::: Dataset extract :::

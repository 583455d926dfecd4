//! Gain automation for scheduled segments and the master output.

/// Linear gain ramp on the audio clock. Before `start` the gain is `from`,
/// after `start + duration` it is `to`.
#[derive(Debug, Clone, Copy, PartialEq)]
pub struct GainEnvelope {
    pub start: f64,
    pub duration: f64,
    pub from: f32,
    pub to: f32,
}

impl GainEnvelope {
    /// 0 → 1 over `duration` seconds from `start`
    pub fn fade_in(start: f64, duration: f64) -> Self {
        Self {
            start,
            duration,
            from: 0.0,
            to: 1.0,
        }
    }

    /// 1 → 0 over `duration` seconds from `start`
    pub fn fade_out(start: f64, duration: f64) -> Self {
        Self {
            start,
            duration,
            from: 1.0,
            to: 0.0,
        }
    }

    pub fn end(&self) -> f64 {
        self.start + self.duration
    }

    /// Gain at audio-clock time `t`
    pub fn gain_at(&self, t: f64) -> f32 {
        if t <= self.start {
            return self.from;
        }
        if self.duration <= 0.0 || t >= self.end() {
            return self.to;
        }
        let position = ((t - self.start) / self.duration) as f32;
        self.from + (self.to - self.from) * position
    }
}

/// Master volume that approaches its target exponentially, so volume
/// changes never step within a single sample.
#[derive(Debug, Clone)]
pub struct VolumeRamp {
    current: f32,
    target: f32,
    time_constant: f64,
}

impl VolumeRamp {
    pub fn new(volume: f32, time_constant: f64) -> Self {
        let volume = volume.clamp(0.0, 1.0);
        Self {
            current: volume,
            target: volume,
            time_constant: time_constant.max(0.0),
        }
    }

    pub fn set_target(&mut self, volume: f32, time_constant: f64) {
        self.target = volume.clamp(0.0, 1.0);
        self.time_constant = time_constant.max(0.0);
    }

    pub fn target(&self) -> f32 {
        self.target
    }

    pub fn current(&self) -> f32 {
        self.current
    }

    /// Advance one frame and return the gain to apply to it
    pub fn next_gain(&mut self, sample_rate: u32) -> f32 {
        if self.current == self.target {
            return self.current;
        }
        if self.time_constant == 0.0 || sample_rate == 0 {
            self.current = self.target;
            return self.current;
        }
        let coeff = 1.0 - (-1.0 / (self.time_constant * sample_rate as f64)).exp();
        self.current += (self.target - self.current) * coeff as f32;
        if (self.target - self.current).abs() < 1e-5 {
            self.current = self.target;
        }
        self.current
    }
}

:::

**Instructions to follow**. Lines with "VolumeRamp" in the records above: copy every one of them.

**Your response**.
pub struct VolumeRamp {
impl VolumeRamp {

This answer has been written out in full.